Relator LLC claimed the company falsified payroll information to obtain the loans, an accusation Umansky’s legal team fiercely denied.

From the outset, Umansky’s legal team pushed back hard. They argued that Relator LLC had no direct connection to The Agency and no insider knowledge of its financials.

“Based on publicly available gross sales figures and PPP loan information, Relator makes conclusory statements about The Agency’s financial position that are illogical and unfounded,” a lawyer for Umansky wrote in a court filing.

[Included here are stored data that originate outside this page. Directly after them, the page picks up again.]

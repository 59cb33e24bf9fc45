//! Paper trading venue

use super::{Candle, OrderResult, Side, TradingVenue, VenueError};
use async_trait::async_trait;
use rust_decimal::Decimal;
use std::collections::HashMap;
use std::sync::Arc;
use tokio::sync::RwLock;
use uuid::Uuid;

#[derive(Debug, Default)]
struct PaperBook {
    mark_price: Option<Decimal>,
    balances: HashMap<String, Decimal>,
    fills: Vec<OrderResult>,
    candles: Vec<Candle>,
}

/// Paper venue with simulated immediate fills at the limit price.
///
/// Balances move on every fill; fees are charged in the quote asset.
/// With a market source attached, prices and candles come from it.
#[derive(Clone)]
pub struct PaperVenue {
    base_asset: String,
    quote_asset: String,
    fee_rate: Decimal,
    book: Arc<RwLock<PaperBook>>,
    market: Option<Arc<dyn TradingVenue>>,
}

impl PaperVenue {
    /// Create a new paper venue for `base`/`quote`
    pub fn new(base_asset: impl Into<String>, quote_asset: impl Into<String>, fee_rate: Decimal) -> Self {
        Self {
            base_asset: base_asset.into(),
            quote_asset: quote_asset.into(),
            fee_rate,
            book: Arc::new(RwLock::new(PaperBook::default())),
            market: None,
        }
    }

    /// Read prices and candles from a real venue; orders stay simulated
    pub fn with_market(mut self, market: Arc<dyn TradingVenue>) -> Self {
        self.market = Some(market);
        self
    }

    /// Seed a free balance
    pub async fn set_balance(&self, asset: &str, amount: Decimal) {
        self.book
            .write()
            .await
            .balances
            .insert(asset.to_string(), amount);
    }

    /// Update the mark price used by `price` and `sell`
    pub async fn set_price(&self, price: Decimal) {
        self.book.write().await.mark_price = Some(price);
    }

    /// Replace the candle history returned by `candles`
    pub async fn set_candles(&self, candles: Vec<Candle>) {
        self.book.write().await.candles = candles;
    }

    /// Every simulated fill so far
    pub async fn fills(&self) -> Vec<OrderResult> {
        self.book.read().await.fills.clone()
    }

    fn symbol(&self) -> String {
        format!("{}{}", self.base_asset, self.quote_asset)
    }
}

#[async_trait]
impl TradingVenue for PaperVenue {
    async fn price(&self, symbol: &str) -> Result<Decimal, VenueError> {
        if let Some(market) = &self.market {
            let price = market.price(symbol).await?;
            self.book.write().await.mark_price = Some(price);
            return Ok(price);
        }
        self.book
            .read()
            .await
            .mark_price
            .ok_or_else(|| VenueError::Decode("no mark price yet".to_string()))
    }

    async fn balance(&self, asset: &str) -> Result<Decimal, VenueError> {
        Ok(self
            .book
            .read()
            .await
            .balances
            .get(asset)
            .copied()
            .unwrap_or(Decimal::ZERO))
    }

    async fn place_limit(
        &self,
        symbol: &str,
        side: Side,
        quantity: Decimal,
        price: Decimal,
    ) -> Result<OrderResult, VenueError> {
        if symbol != self.symbol() {
            return Err(VenueError::InvalidOrder(format!(
                "paper venue trades {} only",
                self.symbol()
            )));
        }
        if quantity <= Decimal::ZERO || price <= Decimal::ZERO {
            return Err(VenueError::InvalidOrder(
                "quantity and price must be positive".to_string(),
            ));
        }

        let notional = quantity * price;
        let fees = notional * self.fee_rate;
        let mut book = self.book.write().await;

        let (debit_asset, debit, credit_asset, credit) = match side {
            Side::Buy => (&self.quote_asset, notional + fees, &self.base_asset, quantity),
            Side::Sell => (&self.base_asset, quantity, &self.quote_asset, notional - fees),
        };

        let available = book.balances.get(debit_asset).copied().unwrap_or(Decimal::ZERO);
        if available < debit {
            return Err(VenueError::InsufficientBalance {
                asset: debit_asset.clone(),
                available,
                required: debit,
            });
        }
        book.balances.insert(debit_asset.clone(), available - debit);
        *book.balances.entry(credit_asset.clone()).or_insert(Decimal::ZERO) += credit;

        let fill = OrderResult {
            order_id: Uuid::new_v4().to_string(),
            symbol: symbol.to_string(),
            side,
            price,
            quantity,
            status: "FILLED".to_string(),
        };
        book.fills.push(fill.clone());

        tracing::info!(order_id = %fill.order_id, %side, %quantity, %price, "Paper order filled");
        Ok(fill)
    }

    async fn open_orders(&self, _symbol: &str) -> Result<Vec<OrderResult>, VenueError> {
        // fills are immediate, nothing ever rests
        Ok(vec![])
    }

    async fn candles(
        &self,
        symbol: &str,
        interval: &str,
        limit: u16,
    ) -> Result<Vec<Candle>, VenueError> {
        if let Some(market) = &self.market {
            return market.candles(symbol, interval, limit).await;
        }
        let book = self.book.read().await;
        let skip = book.candles.len().saturating_sub(limit as usize);
        Ok(book.candles[skip..].to_vec())
    }
}
//! JSON-lines journal writer

use super::JournalEntry;
use std::path::{Path, PathBuf};
use tokio::fs::OpenOptions;
use tokio::io::AsyncWriteExt;
use tokio::sync::mpsc;
use tokio::task::JoinHandle;

/// Spawn the background task that appends entries to `path`
pub fn spawn_writer(path: PathBuf, rx: mpsc::UnboundedReceiver<JournalEntry>) -> JoinHandle<()> {
    tokio::spawn(run_writer(path, rx))
}

async fn run_writer(path: PathBuf, mut rx: mpsc::UnboundedReceiver<JournalEntry>) {
    tracing::info!(path = %path.display(), "Journal writer started");
    let mut written = 0u64;

    while let Some(entry) = rx.recv().await {
        match append(&path, &entry).await {
            Ok(()) => written += 1,
            Err(e) => {
                tracing::warn!(path = %path.display(), error = %e, "Failed to write journal entry");
            }
        }
    }

    tracing::info!(written, "Journal writer stopped");
}

// reopened per entry so a rotated or deleted file is recreated
async fn append(path: &Path, entry: &JournalEntry) -> std::io::Result<()> {
    let mut line = serde_json::to_vec(entry)?;
    line.push(b'\n');
    let mut file = OpenOptions::new().create(true).append(true).open(path).await?;
    file.write_all(&line).await?;
    file.flush().await
}

/// Last `limit` entries from the journal at `path`, newest first.
/// Lines that fail to parse are skipped.
pub async fn read_recent(path: impl AsRef<Path>, limit: usize) -> std::io::Result<Vec<JournalEntry>> {
    let content = match tokio::fs::read_to_string(path.as_ref()).await {
        Ok(content) => content,
        Err(e) if e.kind() == std::io::ErrorKind::NotFound => return Ok(vec![]),
        Err(e) => return Err(e),
    };

    Ok(content
        .lines()
        .rev()
        .filter_map(|line| serde_json::from_str(line).ok())
        .take(limit)
        .collect())
}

The defense further criticized the complaint for conflating revenue with profitability, and for making unsupported claims about employee numbers and payroll data.

“Relator improperly equates gross sales figures with profits and liquidity, speculates about what percentage of real estate sales The Agency would have received, and—without any information whatsoever—asserts that The Agency falsified payroll numbers.”

Calling the case “speculation and absurd assertion,” Umansky’s team ultimately succeeded in convincing the judge to throw it out.

When news of the lawsuit first broke, The Agency quickly issued a statement defending its actions:

“We want to emphasize that The Agency has always operated with the highest level of integrity in all aspects of our business. Like many companies, we faced significant challenges during the COVID-19 pandemic, including layoffs and cutbacks,” the company stated. “The claims in this case do not reflect the reality of our operations and financial situation at the time we filed for our PPP loans, and we intend to vigorously defend against these meritless claims.”

Now, with the case closed and dismissed, that defense has been vindicated.